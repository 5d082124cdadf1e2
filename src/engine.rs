//! Wires capture → ring → {display, recording} and drives the consumer tick
//!
//! The engine lives on the UI thread. It owns the consumer half of the ring,
//! the display window and the optional recorder; the capture callback only
//! ever sees the producer half.

use std::path::{Path, PathBuf};
use std::time::Duration;

use crate::audio::{
    CaptureConfig, CaptureSource, CaptureState, DeviceSelector, RecordingFormat, RingStats, Sample,
    SampleConsumer, SampleRing, WavRecorder,
};
use crate::display::{DisplayBuffer, DisplaySnapshot};
use crate::error::{PersistError, ScopeError};

/// Sizing of the ring and the display window, in chunks
#[derive(Debug, Clone, Copy, PartialEq, Eq)]
pub struct EngineLayout {
    /// Chunks kept in the display window
    pub max_chunks: usize,
    /// Chunks the ring can hold before it starts overwriting
    pub ring_chunks: usize,
}

impl Default for EngineLayout {
    fn default() -> Self {
        Self {
            max_chunks: 40,
            ring_chunks: 8,
        }
    }
}

/// Recording in progress
struct ActiveRecording {
    recorder: WavRecorder,
    /// Ring overruns when recording started
    overruns_at_start: u64,
}

/// What a single tick did
#[derive(Debug, Default)]
pub struct TickReport {
    /// Samples pulled from the ring
    pub pulled: usize,
    /// Samples lost to overrun since the previous tick
    pub overrun: u64,
    /// Set when the input stream died during this tick
    pub capture_failed: bool,
    /// Set when recording was disabled during this tick
    pub recording_error: Option<PersistError>,
}

impl TickReport {
    /// Whether the display window changed
    pub fn redraw(&self) -> bool {
        self.pulled > 0
    }
}

/// Counters for the status bar
#[derive(Debug, Clone, PartialEq)]
pub struct EngineStats {
    pub state: CaptureState,
    pub device: Option<String>,
    pub ring: RingStats,
    pub recording: Option<RecordingStats>,
}

#[derive(Debug, Clone, PartialEq)]
pub struct RecordingStats {
    pub path: PathBuf,
    pub samples_written: u64,
    /// Samples the ring overwrote while this recording was active
    pub samples_lost: u64,
}

/// Capture orchestrator
pub struct ScopeEngine {
    config: CaptureConfig,
    ring: SampleRing,
    consumer: SampleConsumer,
    capture: CaptureSource,
    display: DisplayBuffer,
    recording: Option<ActiveRecording>,
    /// Reused between ticks so pulling never allocates
    pulled: Vec<Sample>,
    last_overruns: u64,
    last_error: Option<String>,
}

impl ScopeEngine {
    pub fn new(config: CaptureConfig, layout: EngineLayout) -> Self {
        let chunk_size = config.chunk_size.max(1);
        let capacity = layout.ring_chunks.max(1).saturating_mul(chunk_size);
        let (ring, consumer) = SampleRing::with_consumer(capacity);

        log::info!(
            "Engine: {} Hz, chunk {} samples, window {} chunks, ring {} samples",
            config.sample_rate,
            chunk_size,
            layout.max_chunks,
            ring.capacity()
        );

        Self {
            display: DisplayBuffer::new(layout.max_chunks, chunk_size, config.sample_rate),
            capture: CaptureSource::new(ring.clone()),
            consumer,
            ring,
            recording: None,
            pulled: Vec::with_capacity(chunk_size),
            last_overruns: 0,
            last_error: None,
            config,
        }
    }

    pub fn config(&self) -> &CaptureConfig {
        &self.config
    }

    /// Choose another input device; applies on the next `start_capture`
    pub fn set_device(&mut self, device: DeviceSelector) {
        self.config.device = device;
    }

    /// Time between ticks: one chunk's worth of audio
    pub fn tick_interval(&self) -> Duration {
        Duration::from_secs_f64(
            self.config.chunk_size.max(1) as f64 / f64::from(self.config.sample_rate.max(1)),
        )
    }

    pub fn ring(&self) -> &SampleRing {
        &self.ring
    }

    pub fn capture_state(&self) -> CaptureState {
        self.capture.state()
    }

    pub fn is_recording(&self) -> bool {
        self.recording.is_some()
    }

    pub fn last_error(&self) -> Option<&str> {
        self.last_error.as_deref()
    }

    /// Current window for drawing
    pub fn snapshot(&self) -> DisplaySnapshot<'_> {
        self.display.snapshot()
    }

    /// Start capture. Does nothing if already streaming.
    pub fn start_capture(&mut self) -> Result<(), ScopeError> {
        self.capture.open(&self.config).map_err(|e| {
            self.last_error = Some(e.to_string());
            ScopeError::from(e)
        })?;
        self.last_error = None;
        Ok(())
    }

    /// Stop capture. Samples already in the ring still drain on later ticks.
    pub fn stop_capture(&mut self) {
        self.capture.stop();
    }

    /// Start writing pulled samples to `path`. Does nothing if already recording.
    pub fn start_recording(&mut self, path: impl AsRef<Path>) -> Result<(), ScopeError> {
        if self.recording.is_some() {
            return Ok(());
        }

        let format = RecordingFormat::new(self.config.sample_rate);
        let recorder = WavRecorder::open(path, format).map_err(|e| {
            self.last_error = Some(e.to_string());
            log::error!("Failed to start recording: {}", e);
            ScopeError::from(e)
        })?;

        self.attach_recorder(recorder);
        Ok(())
    }

    fn attach_recorder(&mut self, recorder: WavRecorder) {
        self.recording = Some(ActiveRecording {
            recorder,
            overruns_at_start: self.ring.stats().overruns,
        });
    }

    /// Finish the current recording. Does nothing if not recording.
    pub fn stop_recording(&mut self) -> Result<(), ScopeError> {
        let Some(mut active) = self.recording.take() else {
            return Ok(());
        };
        let lost = self
            .ring
            .stats()
            .overruns
            .saturating_sub(active.overruns_at_start);
        if lost > 0 {
            log::warn!(
                "{} samples were lost to overrun while recording {}",
                lost,
                active.recorder.path().display()
            );
        }
        active.recorder.close().map_err(|e| {
            self.last_error = Some(e.to_string());
            ScopeError::from(e)
        })
    }

    /// One consumer cycle: pull a chunk, shift the display, persist
    pub fn tick(&mut self) -> TickReport {
        let mut report = TickReport {
            capture_failed: self.capture.take_fault(),
            ..TickReport::default()
        };
        if report.capture_failed {
            self.last_error = Some("Input stream failed".to_string());
        }

        let chunk = self.config.chunk_size.max(1);
        report.pulled = self.consumer.pull_into(&mut self.pulled, chunk);

        let overruns = self.ring.stats().overruns;
        report.overrun = overruns.saturating_sub(self.last_overruns);
        self.last_overruns = self.last_overruns.max(overruns);
        if report.overrun > 0 {
            log::warn!("Ring overrun: {} samples dropped", report.overrun);
        }

        if report.pulled == 0 {
            return report;
        }

        self.display.shift_in(&self.pulled);

        if let Some(active) = self.recording.as_mut() {
            if let Err(e) = active.recorder.write(&self.pulled) {
                log::error!(
                    "Recording to {} failed, disabling it: {}",
                    active.recorder.path().display(),
                    e
                );
                self.last_error = Some(e.to_string());
                // Dropping the recorder tries to finalize what was written.
                self.recording = None;
                report.recording_error = Some(e);
            }
        }

        report
    }

    pub fn stats(&self) -> EngineStats {
        let ring = self.ring.stats();
        EngineStats {
            state: self.capture.state(),
            device: self.capture.device_name().map(str::to_string),
            recording: self.recording.as_ref().map(|active| RecordingStats {
                path: active.recorder.path().to_path_buf(),
                samples_written: active.recorder.samples_written(),
                samples_lost: ring.overruns.saturating_sub(active.overruns_at_start),
            }),
            ring,
        }
    }

    /// Stop everything, finalizing any recording
    pub fn shutdown(&mut self) {
        if let Err(e) = self.stop_recording() {
            log::warn!("Failed to close recording: {}", e);
        }
        self.stop_capture();
    }
}
#[cfg(test)]
mod tests {
    use super::*;
    use std::thread;

    fn ramp(start: i16, len: usize) -> Vec<Sample> {
        (0..len).map(|i| start.wrapping_add(i as i16)).collect()
    }

    fn pull(consumer: &mut SampleConsumer, max_count: usize) -> Vec<Sample> {
        let mut out = Vec::new();
        consumer.pull_into(&mut out, max_count);
        out
    }

    #[test]
    fn test_pull_returns_pushed_in_order() {
        let (ring, mut consumer) = SampleRing::with_consumer(16);
        let mut producer = ring.producer().unwrap();

        assert_eq!(producer.push(&[1, 2, 3]), 3);
        assert_eq!(producer.push(&[4, 5]), 2);
        assert_eq!(ring.available(), 5);

        assert_eq!(pull(&mut consumer, 2), vec![1, 2]);
        assert_eq!(pull(&mut consumer, 10), vec![3, 4, 5]);
        assert_eq!(ring.available(), 0);
        assert!(pull(&mut consumer, 10).is_empty());
    }

    #[test]
    fn test_interleaved_within_capacity_is_lossless() {
        let (ring, mut consumer) = SampleRing::with_consumer(8);
        let mut producer = ring.producer().unwrap();

        let mut expected = Vec::new();
        let mut received = Vec::new();
        let mut next = 0i16;
        for round in 0..20 {
            let chunk = ramp(next, 1 + round % 5);
            next = next.wrapping_add(chunk.len() as i16);
            producer.push(&chunk);
            expected.extend_from_slice(&chunk);
            received.extend(pull(&mut consumer, 8));
        }

        assert_eq!(received, expected);
        assert_eq!(ring.stats().overruns, 0);
    }

    #[test]
    fn test_five_chunks_into_four_chunk_ring() {
        let (ring, mut consumer) = SampleRing::with_consumer(4096);
        let mut producer = ring.producer().unwrap();

        let pushes: Vec<Vec<Sample>> = (0..5).map(|n| ramp(n * 1024, 1024)).collect();
        for chunk in &pushes {
            producer.push(chunk);
        }

        assert_eq!(ring.available(), 4096);
        assert_eq!(ring.stats().overruns, 1024);

        let retained = pull(&mut consumer, 4096);
        assert_eq!(retained, pushes[1..].concat());

        // The loss stays counted once the consumer catches up.
        assert_eq!(ring.stats().overruns, 1024);
        assert_eq!(ring.available(), 0);
    }

    #[test]
    fn test_available_never_exceeds_capacity() {
        let (ring, mut consumer) = SampleRing::with_consumer(10);
        let mut producer = ring.producer().unwrap();

        let mut all = Vec::new();
        for n in 0..7 {
            let chunk = ramp(n * 3, 3);
            producer.push(&chunk);
            all.extend_from_slice(&chunk);
            assert!(ring.available() <= ring.capacity());
        }

        assert_eq!(pull(&mut consumer, 100), all[all.len() - 10..].to_vec());
        assert_eq!(ring.stats().overruns, (all.len() - 10) as u64);
    }

    #[test]
    fn test_push_larger_than_capacity_keeps_tail() {
        let (ring, mut consumer) = SampleRing::with_consumer(4);
        let mut producer = ring.producer().unwrap();

        assert_eq!(producer.push(&[1, 2, 3, 4, 5, 6, 7]), 7);
        assert_eq!(ring.available(), 4);
        assert_eq!(pull(&mut consumer, 4), vec![4, 5, 6, 7]);
        assert_eq!(ring.stats().overruns, 3);
    }

    #[test]
    fn test_partial_overrun_after_some_reads() {
        let (ring, mut consumer) = SampleRing::with_consumer(4);
        let mut producer = ring.producer().unwrap();

        producer.push(&[1, 2, 3]);
        assert_eq!(pull(&mut consumer, 2), vec![1, 2]);

        // 3 is unread; pushing 5 more laps it and one fresh sample.
        producer.push(&[4, 5, 6, 7, 8]);
        assert_eq!(ring.stats().overruns, 2);
        assert_eq!(pull(&mut consumer, 10), vec![5, 6, 7, 8]);
    }

    #[test]
    fn test_pull_threshold() {
        let (ring, mut consumer) = SampleRing::with_pull_threshold(16, 4);
        let mut producer = ring.producer().unwrap();
        let mut out = Vec::new();

        producer.push(&[1, 2, 3]);
        assert_eq!(consumer.pull_into(&mut out, 16), 0);
        assert!(out.is_empty());
        assert_eq!(ring.available(), 3);

        producer.push(&[4]);
        assert_eq!(consumer.pull_into(&mut out, 16), 4);
        assert_eq!(out, vec![1, 2, 3, 4]);

        producer.push(&[5]);
        assert_eq!(consumer.pull_min(&mut out, 1, 16), 1);
        assert_eq!(out, vec![5]);
    }

    #[test]
    fn test_closed_ring_discards_pushes_and_drains() {
        let (ring, mut consumer) = SampleRing::with_consumer(8);
        let mut producer = ring.producer().unwrap();

        producer.push(&[1, 2, 3]);
        ring.close();

        assert_eq!(producer.push(&[4, 5]), 0);
        assert_eq!(ring.available(), 3);
        assert_eq!(ring.stats().discarded, 2);

        assert_eq!(pull(&mut consumer, 2), vec![1, 2]);
        assert_eq!(pull(&mut consumer, 2), vec![3]);
        assert!(pull(&mut consumer, 2).is_empty());

        ring.reopen();
        assert_eq!(producer.push(&[9]), 1);
        assert_eq!(pull(&mut consumer, 2), vec![9]);
    }

    #[test]
    fn test_single_producer() {
        let (ring, _consumer) = SampleRing::with_consumer(4);

        let producer = ring.producer();
        assert!(producer.is_some());
        assert!(ring.producer().is_none());
        assert!(ring.clone().producer().is_none());
        drop(producer);
        assert!(ring.producer().is_some());
    }

    #[test]
    fn test_concurrent_handoff_preserves_order() {
        // Stays below i16::MAX so every sample is its own absolute index.
        const TOTAL: usize = 30_000;
        let (ring, mut consumer) = SampleRing::with_consumer(256);
        let mut producer = ring.producer().unwrap();

        let writer = thread::spawn(move || {
            let mut next = 0usize;
            while next < TOTAL {
                let len = (TOTAL - next).min(16);
                let chunk: Vec<Sample> = (next..next + len).map(|v| v as Sample).collect();
                producer.push(&chunk);
                next += len;
                if next % 512 == 0 {
                    thread::yield_now();
                }
            }
        });

        let mut received: Vec<Sample> = Vec::new();
        let mut out = Vec::new();
        loop {
            if consumer.pull_into(&mut out, 64) == 0 {
                if writer.is_finished() && ring.available() == 0 {
                    break;
                }
                thread::yield_now();
                continue;
            }
            received.extend_from_slice(&out);
        }
        writer.join().unwrap();

        assert!(received.windows(2).all(|w| w[0] < w[1]));
        let stats = ring.stats();
        assert_eq!(stats.written, TOTAL as u64);
        assert_eq!(received.len() as u64 + stats.overruns, TOTAL as u64);
    }
}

**Assigned task**
In the entries above, identify every line with the string "Duration".

**Exercise answer**
use std::time::Duration;
    pub fn tick_interval(&self) -> Duration {
        Duration::from_secs_f64(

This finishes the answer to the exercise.